La figura di Antonio Gramsci rappresenta una
delle più singolari operazioni di rimozione collettiva secondo
i termini che la psicanalisi attribuisce a questo concetto. Gramsci e
la concezione dell’egemonia culturale hanno caratterizzato in maniera
significativa la storia italiana. Sono stati alla base di quel peculiare
rapporto tra la sinistra politica e il mondo intellettuale e dell'arte
che è stato così caratteristico nel nostro Paese. Scrittori,
cineasti, uomini di teatro, attori, poeti: il vasto campo della cultura
italiana legata in maniera sempre dialettica con la cultura progressista
ha rappresentato l'incarnazione di quella strategia politica su cui Gramsci
aveva tanto riflettuto negli anni della prigionia. Questo processo ha
portato alla nascita di alcuni grandi patrimoni culturali del Paese che
hanno rappresentato fenomeni di portata mondiale, si citino solo come
esempio la straordinaria avventura del Piccolo Teatro di Milano o il fenomeno
del Neorealismo e della Commedia all'italiana nel cinema. Ne costituisce
un esempio principe la riflessione sul ruolo della cultura popolare, la
rivalutazione in qualità di critico teatrale di Pirandello e della
sua capacità di parlare, con il suo teatro, alle persone in modo
più diretto ed efficace del teatro del tempo.
Uno strano destino ha condizionato per tre volte la relazione di Gramsci
con gli altro, con il suo Paese, con il popolo. Così straordinariamente
vocato all'impegno civile egli stesso più volte ricorda però
nelle lettere come la sua educazione e la sua malattia, le sue difficoltà
fisiche, lo avessero reso introverso e avessero reso difficile la sua
relazione con gli altri. Gramsci stenta nella fase della sua formazione
ad entrare in relazione diretta. Sembra riuscirci in quel magico 1924,
in cui nasce il suo primo figlio e inizia il suo impegno in Parlamento.

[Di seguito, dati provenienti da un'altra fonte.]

//! Integration tests for the API client against a mock server: token
//! attachment, 401 recovery, cooldown, cancellation, readiness gating and
//! health throttling.

mod common;

use std::time::Duration;

use serde_json::json;
use student_portal_auth::{
    AccessToken, ApiClient, CancelReason, Error, FeatureFlags, LifecycleStatus, RequestOptions,
    Visibility,
};
use tokio::task::JoinSet;
use wiremock::matchers::{header, header_exists, method, path};
use wiremock::{Mock, MockServer, ResponseTemplate};

use common::{config, expired_body, ready_client, token_body, unauthorized_body};

async fn mount_refresh(server: &MockServer, response: ResponseTemplate, expected: u64) {
    Mock::given(method("POST"))
        .and(path("/auth/refresh"))
        .respond_with(response)
        .expect(expected)
        .mount(server)
        .await;
}

// =============================================================================
// Token attachment
// =============================================================================

#[tokio::test]
async fn test_bearer_attached_when_token_held() {
    let server = MockServer::start().await;
    Mock::given(method("GET"))
        .and(path("/courses"))
        .and(header("authorization", "Bearer T1"))
        .respond_with(ResponseTemplate::new(200).set_body_json(json!({ "data": [] })))
        .expect(1)
        .mount(&server)
        .await;

    let client = ready_client(&server);
    client.set_access_token(AccessToken::new("T1"));

    let res = client.get("/courses", RequestOptions::new()).await.unwrap();
    let courses: Vec<serde_json::Value> = res.data().unwrap();
    assert!(courses.is_empty());
}

#[tokio::test]
async fn test_clear_token_is_idempotent() {
    let server = MockServer::start().await;
    let client = ready_client(&server);
    client.set_access_token(AccessToken::new("T1"));
    client.clear_access_token();
    client.clear_access_token();
    assert!(client.token().is_none());
}

#[tokio::test]
async fn test_non_success_maps_to_http_status() {
    let server = MockServer::start().await;
    Mock::given(method("GET"))
        .and(path("/courses/missing"))
        .respond_with(
            ResponseTemplate::new(404).set_body_json(json!({ "message": ["course", "not found"] })),
        )
        .mount(&server)
        .await;

    let client = ready_client(&server);
    let err = client
        .get("/courses/missing", RequestOptions::new())
        .await
        .unwrap_err();

    match err {
        Error::HttpStatus { status, message } => {
            assert_eq!(status.as_u16(), 404);
            assert_eq!(message, "course, not found");
        }
        other => panic!("expected HttpStatus, got {other:?}"),
    }
}

// =============================================================================
// Refresh on 401
// =============================================================================

#[tokio::test]
async fn test_expired_token_is_refreshed_and_replayed() {
    let server = MockServer::start().await;
    mount_refresh(&server, ResponseTemplate::new(200).set_body_json(token_body("T2")), 1).await;
    Mock::given(method("GET"))
        .and(path("/courses/c1"))
        .and(header("authorization", "Bearer T2"))
        .respond_with(ResponseTemplate::new(200).set_body_json(json!({ "data": { "id": "c1" } })))
        .expect(1)
        .mount(&server)
        .await;
    Mock::given(method("GET"))
        .and(path("/courses/c1"))
        .and(header("authorization", "Bearer T1"))
        .respond_with(ResponseTemplate::new(401).set_body_json(expired_body()))
        .expect(1)
        .mount(&server)
        .await;

    let client = ready_client(&server);
    client.set_access_token(AccessToken::new("T1"));

    let res = client.get("/courses/c1", RequestOptions::new()).await.unwrap();
    assert_eq!(res.status().as_u16(), 200);
    assert_eq!(client.token(), Some(AccessToken::new("T2")));
}

#[tokio::test]
async fn test_concurrent_401s_share_one_refresh() {
    let server = MockServer::start().await;
    mount_refresh(
        &server,
        ResponseTemplate::new(200)
            .set_body_json(token_body("T2"))
            .set_delay(Duration::from_millis(300)),
        1,
    )
    .await;
    Mock::given(method("GET"))
        .and(path("/progress"))
        .and(header("authorization", "Bearer T2"))
        .respond_with(ResponseTemplate::new(200).set_body_json(json!({ "data": [] })))
        .expect(5)
        .mount(&server)
        .await;
    Mock::given(method("GET"))
        .and(path("/progress"))
        .and(header("authorization", "Bearer T1"))
        .respond_with(ResponseTemplate::new(401).set_body_json(expired_body()))
        .expect(5)
        .mount(&server)
        .await;

    let client = ready_client(&server);
    client.set_access_token(AccessToken::new("T1"));

    let mut tasks = JoinSet::new();
    for _ in 0..5 {
        let client = client.clone();
        tasks.spawn(async move { client.get("/progress", RequestOptions::new()).await });
    }
    while let Some(result) = tasks.join_next().await {
        let res = result.unwrap().unwrap();
        assert_eq!(res.status().as_u16(), 200);
    }
    assert_eq!(client.token(), Some(AccessToken::new("T2")));
}

#[tokio::test]
async fn test_concurrent_401s_fail_together() {
    let server = MockServer::start().await;
    mount_refresh(
        &server,
        ResponseTemplate::new(401)
            .set_body_json(unauthorized_body())
            .set_delay(Duration::from_millis(300)),
        1,
    )
    .await;
    Mock::given(method("GET"))
        .and(path("/enrollments"))
        .respond_with(ResponseTemplate::new(401).set_body_json(expired_body()))
        .expect(3)
        .mount(&server)
        .await;

    let client = ready_client(&server);
    client.set_access_token(AccessToken::new("T1"));

    let mut tasks = JoinSet::new();
    for _ in 0..3 {
        let client = client.clone();
        tasks.spawn(async move { client.get("/enrollments", RequestOptions::new()).await });
    }
    while let Some(result) = tasks.join_next().await {
        let err = result.unwrap().unwrap_err();
        assert!(err.ends_session(), "expected refresh failure, got {err:?}");
    }
    assert!(client.token().is_none());
}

Segretario del PCd'I diventa una figura di riferimento per le masse. Ma
è il carcere a costruire di nuovo la distanza, un terribile universo
di non detti, di censure e autocensure, con il partito, con la famiglia,
con gli amici più cari. Un bisogno di comunicare e di scrivere,
un bisogno di risposte e l'impossibilità di costruire un rapporto
lineare. Ancora molto bisognerebbe scrivere su quella drammatica dimensione
psicologica del padre, dello sposo, dell'attivista recluso. E poi, dopo
la morte, dopo la guerra, diventato simbolo universale di nuovo la distanza:
un volto, forse tra i più noti, quasi un'unica fotografia, un'unica
immagine per i posteri, un nome quasi universalmente conosciuto e dietro
nulla. Dietro quel nome e quell'immagine è sempre più difficile
trovare chi associ un periodo, una professione, un ruolo e soprattutto
le idee: un'icona pura a simboleggiare una mente che ha scritto alcune
delle riflessioni più attuali sulla odierna società della
comunicazione, sui linguaggi, sul senso comune, sul bisogno di tradurre
linguaggi tecnici in linguaggi popolari, sulla teoria del consenso, sulla
costruzione dell'immaginario di una classe, si un popolo, di un intero
Paese. è l'immaginario che genera il futuro, Gramsci, ci sembra,
più che studiato va fatto rivivere. Proprio l'arte a cui così
tanto la sua riflessione teorica aveva dato, gli può dare nuova
vita e nel teatro diventa quotidiano, odierno, comprensibile.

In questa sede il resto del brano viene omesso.